A bela da tarde tornou-se prostituta vespertina de um sofisticado bordel clandestino.
Séverine, encarnada pela exuberante Catherine Deneuve, é mulher bela e ociosa, amparada por um casamento de sonhos, com um homem que lhe oferece a perfeição – mas uma perfeição tediosa, que não sacia! O maridão Pierre (Jean Sorel) é o príncipe insosso que Séverine gostaria de guardar num armário para usar só em ocasiões especiais. Mas o que fazer enquanto o príncipe estiver trancado no armário? Ora, o quiser! O que desejar. O que sonhar. Faça o certo ou o errado, mas faça!
Séverine partiu para uma solução radical – ou surreal, à la Buñuel. Arranjou um amante caliente? Nada disso. É pouco. A bela da tarde tornou-se prostituta vespertina de um sofisticado bordel clandestino (aliás, qual não é?). Isso mesmo. Duas vidas. A clandestina, glamourosa e arrebatadora, que vai injetar felicidade na outra, a oficial. Portanto, estabelece-se o equilíbrio exato entre esbofetear o rosto da perfeição (à tarde) e, logo mais à noite, beijá-lo calorosamente. Só que Séverine acaba entrando para o lado obscuro da vida. O lado que é dominado pelo sexo que traz em sua bagagem as obsessões e as carências humanas. É quando o destino chega e aponta as fragilidades. Numa fração de segundo, ele tira o sossego e o controle da prazerosa clandestinidade. E tudo, como diria o poeta, vira “merda”. Ou como sussurraria a vizinha fofoqueira: bem-feito!

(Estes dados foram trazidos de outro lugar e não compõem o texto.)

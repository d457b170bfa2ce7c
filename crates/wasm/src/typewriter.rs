//! Typewriter title in the sidebar (`.info-content .title`).

use crate::timer::set_timeout;
use portfolio_fx_effects::Typewriter;
use std::cell::RefCell;
use std::rc::Rc;
use std::time::Duration;
use wasm_bindgen::JsValue;
use web_sys::{Document, Element, Window};

const TITLE_SELECTOR: &str = ".info-content .title";

struct Host {
    window: Window,
    element: Element,
    typewriter: RefCell<Typewriter>,
}

/// Starts the typewriter if the title element exists.
pub fn mount(window: &Window, document: &Document) -> Result<(), JsValue> {
    let Some(element) = document.query_selector(TITLE_SELECTOR)? else {
        return Ok(());
    };
    let host = Rc::new(Host {
        window: window.clone(),
        element,
        typewriter: RefCell::new(Typewriter::default()),
    });
    schedule(host, Duration::ZERO)
}

fn schedule(host: Rc<Host>, delay: Duration) -> Result<(), JsValue> {
    let window = host.window.clone();
    set_timeout(&window, delay, move || step(host))?;
    Ok(())
}

fn step(host: Rc<Host>) {
    let frame = host.typewriter.borrow_mut().tick();
    host.element.set_text_content(Some(&frame.text));
    if let Err(e) = schedule(host, frame.delay) {
        log::error!("typewriter stopped: {e:?}");
    }
}
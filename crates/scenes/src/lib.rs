#![deny(unsafe_code)]
//! Scene registry: maps scene names to implementations and renders them
//! offline onto a CPU raster.
//!
//! This crate sits between `portfolio-fx-core` (which defines the `Scene`
//! trait) and the individual scene crates (`portfolio-fx-neural`). The CLI
//! depends on it so name dispatch lives in one place.

pub mod raster;

#[cfg(feature = "png")]
pub mod snapshot;

use portfolio_fx_core::error::FxError;
use portfolio_fx_core::scene::{Scene, Viewport};
use portfolio_fx_core::seed::Seed;
use portfolio_fx_core::surface::Surface;
use portfolio_fx_neural::ParticleField;
use raster::Raster;
use serde_json::{json, Value};

/// All available scene names.
const SCENE_NAMES: &[&str] = &["neural"];

/// Every available scene, behind one `Scene` implementation.
///
/// Use [`SceneKind::from_name`] for string-based construction.
pub enum SceneKind {
    /// Neural-network particle background.
    Neural(ParticleField),
}

impl SceneKind {
    /// Constructs a scene by name for a `width` x `height` viewport.
    ///
    /// Returns `FxError::UnknownScene` if the name is not recognized.
    pub fn from_name(
        name: &str,
        width: f64,
        height: f64,
        seed: u64,
        params: &Value,
    ) -> Result<Self, FxError> {
        match name {
            "neural" => Ok(SceneKind::Neural(ParticleField::from_json(
                width, height, seed, params,
            )?)),
            _ => Err(FxError::UnknownScene(name.to_string())),
        }
    }

    /// Returns a slice of all recognized scene names.
    pub fn list_scenes() -> &'static [&'static str] {
        SCENE_NAMES
    }

    /// Name, defaults, and parameter schema of every scene.
    pub fn catalog() -> Result<Value, FxError> {
        SCENE_NAMES
            .iter()
            .map(|&name| {
                let scene = SceneKind::from_name(name, 0.0, 0.0, 1, &json!({}))?;
                Ok(json!({
                    "name": name,
                    "params": scene.params(),
                    "schema": scene.param_schema(),
                }))
            })
            .collect::<Result<Vec<_>, FxError>>()
            .map(Value::Array)
    }
}

impl Scene for SceneKind {
    fn advance(&mut self) {
        match self {
            SceneKind::Neural(s) => s.advance(),
        }
    }

    fn render(&self, surface: &mut dyn Surface) {
        match self {
            SceneKind::Neural(s) => s.render(surface),
        }
    }

    fn resize(&mut self, width: f64, height: f64) {
        match self {
            SceneKind::Neural(s) => s.resize(width, height),
        }
    }

    fn viewport(&self) -> Viewport {
        match self {
            SceneKind::Neural(s) => s.viewport(),
        }
    }

    fn params(&self) -> Value {
        match self {
            SceneKind::Neural(s) => s.params(),
        }
    }

    fn param_schema(&self) -> Value {
        match self {
            SceneKind::Neural(s) => s.param_schema(),
        }
    }
}

/// Builds the scene a [`Seed`] describes, advances it `seed.steps` frames,
/// and renders the final frame onto a fresh raster.
pub fn render_seed(seed: &Seed) -> Result<Raster, FxError> {
    seed.validate()?;
    let (w, h) = (seed.width as f64, seed.height as f64);
    let mut scene = SceneKind::from_name(&seed.scene, w, h, seed.seed, &seed.params)?;
    (0..seed.steps).for_each(|_| scene.advance());
    let mut raster = Raster::new(seed.width, seed.height);
    scene.render(&mut raster);
    log::debug!(
        "rendered {} at {}x{} after {} steps",
        seed.scene,
        seed.width,
        seed.height,
        seed.steps
    );
    Ok(raster)
}
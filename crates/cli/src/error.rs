//! Structured CLI errors with meaningful exit codes.
//!
//! Exit code scheme:
//! - 0:  success
//! - 2:  clap arg parse error (automatic, before our code runs)
//! - 10: scene error (unknown scene, bad dimensions, bad scene params)
//! - 11: I/O error (reading a seed file, writing a snapshot)
//! - 12: input error (bad --params JSON, bad --background, bad seed file)
//! - 13: serialization error

use portfolio_fx_core::FxError;
use std::fmt;

/// Errors produced by CLI operations, each mapped to a distinct exit code.
#[derive(Debug)]
pub enum CliError {
    /// The scene rejected the request: unknown name, bad size or bad params.
    Scene(FxError),
    /// A seed file could not be read or a snapshot could not be written.
    Io(String),
    /// A flag or seed file held something unparseable.
    Input(String),
    /// JSON output could not be produced.
    Serialization(String),
}

impl CliError {
    /// Returns the process exit code for this error.
    pub fn exit_code(&self) -> i32 {
        match self {
            CliError::Scene(_) => 10,
            CliError::Io(_) => 11,
            CliError::Input(_) => 12,
            CliError::Serialization(_) => 13,
        }
    }
}

impl fmt::Display for CliError {
    fn fmt(&self, f: &mut fmt::Formatter<'_>) -> fmt::Result {
        match self {
            CliError::Scene(e) => write!(f, "{e}"),
            CliError::Io(msg) | CliError::Input(msg) | CliError::Serialization(msg) => {
                write!(f, "{msg}")
            }
        }
    }
}

impl From<FxError> for CliError {
    fn from(e: FxError) -> Self {
        match e {
            FxError::Io(msg) => CliError::Io(msg),
            other => CliError::Scene(other),
        }
    }
}

impl From<serde_json::Error> for CliError {
    fn from(e: serde_json::Error) -> Self {
        CliError::Serialization(e.to_string())
    }
}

Teria a bela da tarde apenas tido a ousadia de seguir o fluxo carnal dos seus mais recônditos desejos?
Será que devemos mesmo escarafunchar certos segredos que o filme não nos revela? Será que devemos tentar descobrir as razões que empurraram Séverine para dentro do bordel? É mesmo necessário discutir a personagem do ponto de vista da sua escolha? Ao levantar hipóteses, não estaríamos enquadrando? Julgando? Simplificando a obra-prima de Buñuel? Bem. Na dúvida, melhor reservarmos apenas um parágrafo para breves considerações.

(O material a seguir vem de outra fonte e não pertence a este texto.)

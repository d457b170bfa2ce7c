//! The `#bgCanvas` neural-network background.
//!
//! Sizes the canvas to the whole scrollable page, drives the field from
//! `requestAnimationFrame`, follows window resizes, and cancels on
//! `beforeunload`.

use crate::canvas::CanvasSurface;
use portfolio_fx_core::driver::{CancelHandle, FrameDriver, FrameOutcome};
use portfolio_fx_core::{Scene, Surface};
use portfolio_fx_neural::{NeuralParams, ParticleField};
use std::cell::{Cell, RefCell};
use std::rc::Rc;
use wasm_bindgen::closure::Closure;
use wasm_bindgen::{JsCast, JsValue};
use web_sys::{Document, Window};

const CANVAS_ID: &str = "bgCanvas";

type Driver = FrameDriver<ParticleField, CanvasSurface>;
type FrameCallback = Rc<RefCell<Option<Closure<dyn FnMut()>>>>;

/// Window width by full document height, so the background covers the
/// whole page and not just the visible part.
fn page_size(window: &Window, document: &Document) -> (f64, f64) {
    let width = window
        .inner_width()
        .ok()
        .and_then(|w| w.as_f64())
        .unwrap_or(0.0);
    let height = document
        .body()
        .map(|body| body.scroll_height() as f64)
        .unwrap_or(0.0);
    (width, height)
}

/// Starts the background if the page has a `#bgCanvas`; otherwise does nothing.
pub fn mount(window: &Window, document: &Document) -> Result<(), JsValue> {
    let (width, height) = page_size(window, document);
    let mut rng = js_sys::Math::random;
    let surface = CanvasSurface::find(document, CANVAS_ID);
    let Some(driver) =
        ParticleField::mount(surface, width, height, NeuralParams::default(), &mut rng)
    else {
        return Ok(());
    };
    log::info!(
        "background: {} particles on {width}x{height}",
        driver.scene().len()
    );

    let driver = Rc::new(RefCell::new(driver));
    let frame_id = Rc::new(Cell::new(None::<i32>));

    start_frames(window, &driver, &frame_id)?;
    listen_resize(window, document, &driver)?;
    listen_teardown(window, &driver, &frame_id)?;
    Ok(())
}

/// Runs one frame. Returns whether the loop should request another; a
/// stopped driver also forgets the pending frame id.
fn run_frame<Sc: Scene, Su: Surface>(
    driver: &RefCell<FrameDriver<Sc, Su>>,
    frame_id: &Cell<Option<i32>>,
) -> bool {
    match driver.borrow_mut().tick() {
        FrameOutcome::Rearm => true,
        FrameOutcome::Stopped => {
            frame_id.set(None);
            false
        }
    }
}

/// Cancels the driver and hands back the frame still pending, if any.
fn teardown(cancel: &CancelHandle, frame_id: &Cell<Option<i32>>) -> Option<i32> {
    cancel.cancel();
    frame_id.take()
}

/// Arms the frame loop: each callback ticks the driver and re-arms itself
/// until the driver reports it has stopped.
fn start_frames(
    window: &Window,
    driver: &Rc<RefCell<Driver>>,
    frame_id: &Rc<Cell<Option<i32>>>,
) -> Result<(), JsValue> {
    let callback: FrameCallback = Rc::new(RefCell::new(None));

    let rearm = callback.clone();
    let driver = driver.clone();
    let ids = frame_id.clone();
    let win = window.clone();
    *callback.borrow_mut() = Some(Closure::wrap(Box::new(move || {
        if !run_frame(&driver, &ids) {
            return;
        }
        if let Some(cb) = rearm.borrow().as_ref() {
            match win.request_animation_frame(cb.as_ref().unchecked_ref()) {
                Ok(id) => ids.set(Some(id)),
                Err(e) => log::error!("requestAnimationFrame failed: {e:?}"),
            }
        }
    }) as Box<dyn FnMut()>));

    if let Some(cb) = callback.borrow().as_ref() {
        let id = window.request_animation_frame(cb.as_ref().unchecked_ref())?;
        frame_id.set(Some(id));
    }
    Ok(())
}

fn listen_resize(
    window: &Window,
    document: &Document,
    driver: &Rc<RefCell<Driver>>,
) -> Result<(), JsValue> {
    let driver = driver.clone();
    let win = window.clone();
    let doc = document.clone();
    let on_resize = Closure::wrap(Box::new(move || {
        let (width, height) = page_size(&win, &doc);
        driver.borrow_mut().resize(width, height);
        log::debug!("background resized to {width}x{height}");
    }) as Box<dyn FnMut()>);
    window.add_event_listener_with_callback("resize", on_resize.as_ref().unchecked_ref())?;
    on_resize.forget();
    Ok(())
}

/// Cancels the driver and the pending frame when the page is discarded.
fn listen_teardown(
    window: &Window,
    driver: &Rc<RefCell<Driver>>,
    frame_id: &Rc<Cell<Option<i32>>>,
) -> Result<(), JsValue> {
    let cancel = driver.borrow().cancel_handle();
    let ids = frame_id.clone();
    let win = window.clone();
    let on_unload = Closure::wrap(Box::new(move || {
        if let Some(id) = teardown(&cancel, &ids) {
            if let Err(e) = win.cancel_animation_frame(id) {
                log::warn!("cancelAnimationFrame failed: {e:?}");
            }
        }
    }) as Box<dyn FnMut()>);
    window.add_event_listener_with_callback("beforeunload", on_unload.as_ref().unchecked_ref())?;
    on_unload.forget();
    Ok(())
}

#[cfg(test)]
mod tests {
    use super::*;
    use portfolio_fx_core::{Recorder, Xorshift64};

    fn driver() -> RefCell<FrameDriver<ParticleField, Recorder>> {
        let mut rng = Xorshift64::new(7);
        let field = ParticleField::new(300.0, 200.0, NeuralParams::default(), &mut rng);
        RefCell::new(FrameDriver::new(field, Recorder::new(0.0, 0.0)))
    }

    #[test]
    fn live_driver_rearms_and_keeps_frame_id() {
        let driver = driver();
        let frame_id = Cell::new(Some(3));
        assert!(run_frame(&driver, &frame_id));
        assert_eq!(frame_id.get(), Some(3));
        assert_eq!(driver.borrow().frames(), 1);
    }

    #[test]
    fn cancelled_driver_stops_without_drawing() {
        let driver = driver();
        let frame_id = Cell::new(Some(3));
        let pending = teardown(&driver.borrow().cancel_handle(), &frame_id);
        assert_eq!(pending, Some(3));
        assert_eq!(frame_id.get(), None);

        let before = driver.borrow().scene().particles().to_vec();
        frame_id.set(Some(4));
        assert!(!run_frame(&driver, &frame_id));
        assert_eq!(frame_id.get(), None);
        assert_eq!(driver.borrow().frames(), 0);
        assert_eq!(driver.borrow().scene().particles(), before.as_slice());
        assert_eq!(driver.borrow().surface().circle_count(), 0);
        assert_eq!(driver.borrow().surface().line_count(), 0);
    }

    #[test]
    fn teardown_without_pending_frame_returns_none() {
        let driver = driver();
        let frame_id = Cell::new(None);
        assert_eq!(teardown(&driver.borrow().cancel_handle(), &frame_id), None);
        assert!(driver.borrow().is_cancelled());
    }
}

Especulemos. Teria Séverine apenas tido a ousadia de seguir o fluxo carnal dos seus mais recônditos desejos? Teria o abuso na infância, possibilidade essa trazida por rápidos e incisivos flashbacks, a capacidade de acionar, a partir do ponto de vista do espectro da normalidade social, os ditos desvios de conduta da personagem? Ou seria a escolha apenas motivada por um casamento sexualmente entediante, à la Madame Bovary? Afinal, ambas têm como marido (entediante) um médico muito ocupado. E o ponto de contato entre as duas personagens se dá nos sonhos de Séverine, que a levam para o século XIX, em suntuosas carruagens ocupadas outrora pela afetiva e sexualmente inquieta Madame Bovary a caminho de sua Rouen… Stop!

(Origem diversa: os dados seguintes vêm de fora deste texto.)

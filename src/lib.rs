// Library interface for BioSync modules
// This allows integration tests and the CLI to drive the simulation

pub mod alerts;
pub mod biometrics;
pub mod clock;
pub mod config;
pub mod error;
pub mod export;
pub mod history;
pub mod logging;
pub mod medical;
pub mod models;
pub mod profile;
pub mod recommendations;
pub mod session;
pub mod zones;

// Re-export commonly used types for convenience
pub use models::*;
pub use alerts::{Alert, AlertKind, AlertSeverity};
pub use biometrics::BiometricEngine;
pub use clock::SessionClock;
pub use config::AppConfig;
pub use error::{BioSyncError, Result};
pub use export::{ExportFormat, SessionExport};
pub use history::{HistoryBuffer, SessionSummary};
pub use logging::{LogConfig, LogFormat, LogLevel};
pub use medical::{ReportAnalysis, ReportAnalyzer};
pub use profile::{ProfileInputs, UserProfile};
pub use recommendations::{Recommendation, RecommendationCategory, RecommendationId};
pub use session::{SessionPhase, Simulation, TickUpdate};
pub use zones::ZoneCalculator;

Se são normais, não são deslizes, são apenas escolhas.
Em suma. A responsabilidade por captar os movimentos sutis da personagem que a encaminharam para um tipo de vida tida socialmente como condenável, mas da qual ela tirava prazeres reais, nada oníricos, é da espectadora e do espectador. E mesmo que Buñuel misture realidade com sonhos, com a intenção de confundir, não caiam na conversa desse hábil diretor. Pelo contrário. Mantenham os pés firmes na realidade e verão escancarada a finalidade social do casamento como uma instituição que já reserva uma coluna de débitos para contabilizar os “deslizes morais”. O que nos leva à escandalosa conclusão de termos que admitir que os tais deslizes fazem parte do jogo. Portanto, podem ser vistos como “normais”. Ora! Se são normais, não são deslizes, são apenas escolhas! Nesse caso, apesar da tragédia, Séverine teve o direito de fazer a sua. Mesmo que na escolha venha embutida a condenação.